A campanha Maio Laranja, voltada ao combate ao abuso e à exploração sexual de crianças e adolescentes, ganha reforço na Baixada Fluminense por meio de projetos culturais e sociais que atuam diretamente em comunidades marcadas por vulnerabilidades sociais. Além da conscientização sobre a importância da denúncia, as iniciativas buscam fortalecer redes de proteção à infância através da cultura, da convivência e do acolhimento.
Segundo dados do Disque 100, a violência sexual contra crianças e adolescentes segue entre as principais violações registradas no Brasil. Entre janeiro e abril de 2026, foram contabilizadas mais de 32,7 mil denúncias relacionadas a esse tipo de crime, representando um aumento de 49,48% em comparação ao mesmo período do ano anterior.
Diante desse cenário, especialistas destacam que o acesso a espaços seguros, atividades culturais e fortalecimento dos vínculos familiares e comunitários são fatores importantes na prevenção da violência e na identificação precoce de situações de risco.
Na Baixada Fluminense, o projeto Cultura na Faixa, desenvolvido pela ONG Se Essa Rua Fosse Minha, atua em diferentes comunidades oferecendo oficinas culturais gratuitas para crianças, adolescentes e famílias.

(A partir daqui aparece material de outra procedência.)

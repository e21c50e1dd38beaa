#![deny(warnings)]

// Confined file operations

pub mod list_dir;
pub mod path_guard;
pub mod read_file;
pub mod write_file;

use crate::error::FileIoError;
use path_guard::PathGuard;
use serde::Serialize;

/// Outcome of a file operation. Failures are values, never panics or
/// propagated errors, so every caller gets a well-formed answer.
#[derive(Debug, Clone, PartialEq, Eq)]
pub enum OperationResult<T> {
    Success(T),
    Failure(String),
}

impl<T> OperationResult<T> {
    pub fn is_error(&self) -> bool {
        matches!(self, OperationResult::Failure(_))
    }

    #[cfg(test)]
    pub fn into_result(self) -> std::result::Result<T, String> {
        match self {
            OperationResult::Success(v) => Ok(v),
            OperationResult::Failure(msg) => Err(msg),
        }
    }
}

/// Text read from a file, labeled with the path the caller asked for.
#[derive(Debug, Clone, PartialEq, Eq)]
pub struct ReadOutput {
    pub requested_path: String,
    pub content: String,
}

#[derive(Debug, Clone, Copy, PartialEq, Eq, Serialize)]
#[serde(rename_all = "lowercase")]
pub enum EntryKind {
    File,
    Directory,
}

#[derive(Debug, Clone, PartialEq, Eq, Serialize)]
pub struct DirectoryEntry {
    pub name: String,
    #[serde(rename = "type")]
    pub kind: EntryKind,
}

/// The read/write/list surface. Each call validates its path through the
/// guard before touching the filesystem.
#[derive(Debug, Clone)]
pub struct FileOps {
    guard: PathGuard,
    diagnostics: bool,
}

impl FileOps {
    pub fn new(guard: PathGuard, diagnostics: bool) -> Self {
        Self { guard, diagnostics }
    }

    #[cfg(test)]
    pub fn guard(&self) -> &PathGuard {
        &self.guard
    }

    pub async fn read(&self, path: &str) -> OperationResult<ReadOutput> {
        match read_file::read_file(&self.guard, path).await {
            Ok(content) => OperationResult::Success(ReadOutput {
                requested_path: path.to_string(),
                content,
            }),
            Err(e) => self.failure(path, e),
        }
    }

    pub async fn write(&self, path: &str, content: &str) -> OperationResult<String> {
        match write_file::write_file(&self.guard, path, content).await {
            Ok(()) => OperationResult::Success(format!("Successfully wrote to {}", path)),
            Err(e) => self.failure(path, e),
        }
    }

    /// Lists the allowed root itself when `path` is `None`.
    pub async fn list(&self, path: Option<&str>) -> OperationResult<Vec<DirectoryEntry>> {
        let path = path.unwrap_or(".");
        match list_dir::list_directory(&self.guard, path).await {
            Ok(entries) => OperationResult::Success(entries),
            Err(e) => self.failure(path, e),
        }
    }

    fn failure<T>(&self, path: &str, error: FileIoError) -> OperationResult<T> {
        let mut message = error.to_string();
        match &error {
            FileIoError::AccessDenied(_) | FileIoError::InvalidPath(_) => {}
            _ => {
                tracing::debug!(path, %error, "file operation failed");
                if self.diagnostics
                    && let Ok(resolved) = self.guard.validate(path)
                {
                    message.push_str(&format!(" (resolved: {})", resolved.display()));
                }
            }
        }
        OperationResult::Failure(message)
    }
}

A iniciativa é realizada em parceria com a Transpetro.
As atividades incluem oficinas de música, Folia de Reis, futebol, arte circense, tranças e ações educativas, buscando promover pertencimento, convivência comunitária e fortalecimento dos laços sociais.
Além das oficinas, o projeto desenvolve ações comunitárias que aproximam moradores, famílias e educadores, contribuindo para a criação de redes locais de apoio e proteção à infância.
“O fortalecimento dos vínculos comunitários é fundamental para a proteção da infância. Quando crianças e adolescentes têm acesso a espaços seguros de convivência, cultura e escuta, toda a comunidade se torna mais preparada para identificar situações de violência e atuar de forma preventiva”, destacou Geraldo Bastos, gerente de RH e Mobilização Social do projeto.
O Maio Laranja tem como principal marco o dia 18 de maio, instituído nacionalmente como o Dia de Combate ao Abuso e à Exploração Sexual de Crianças e Adolescentes. A data faz referência ao caso de Araceli Cabrera Crespo, criança assassinada em 1973, em Vitória, no Espírito Santo, episódio que se tornou símbolo da luta pela proteção da infância no Brasil.
Especialistas reforçam que denúncias de violência contra crianças e adolescentes podem ser feitas de forma anônima por meio do Disque 100, canal nacional de proteção aos direitos humanos.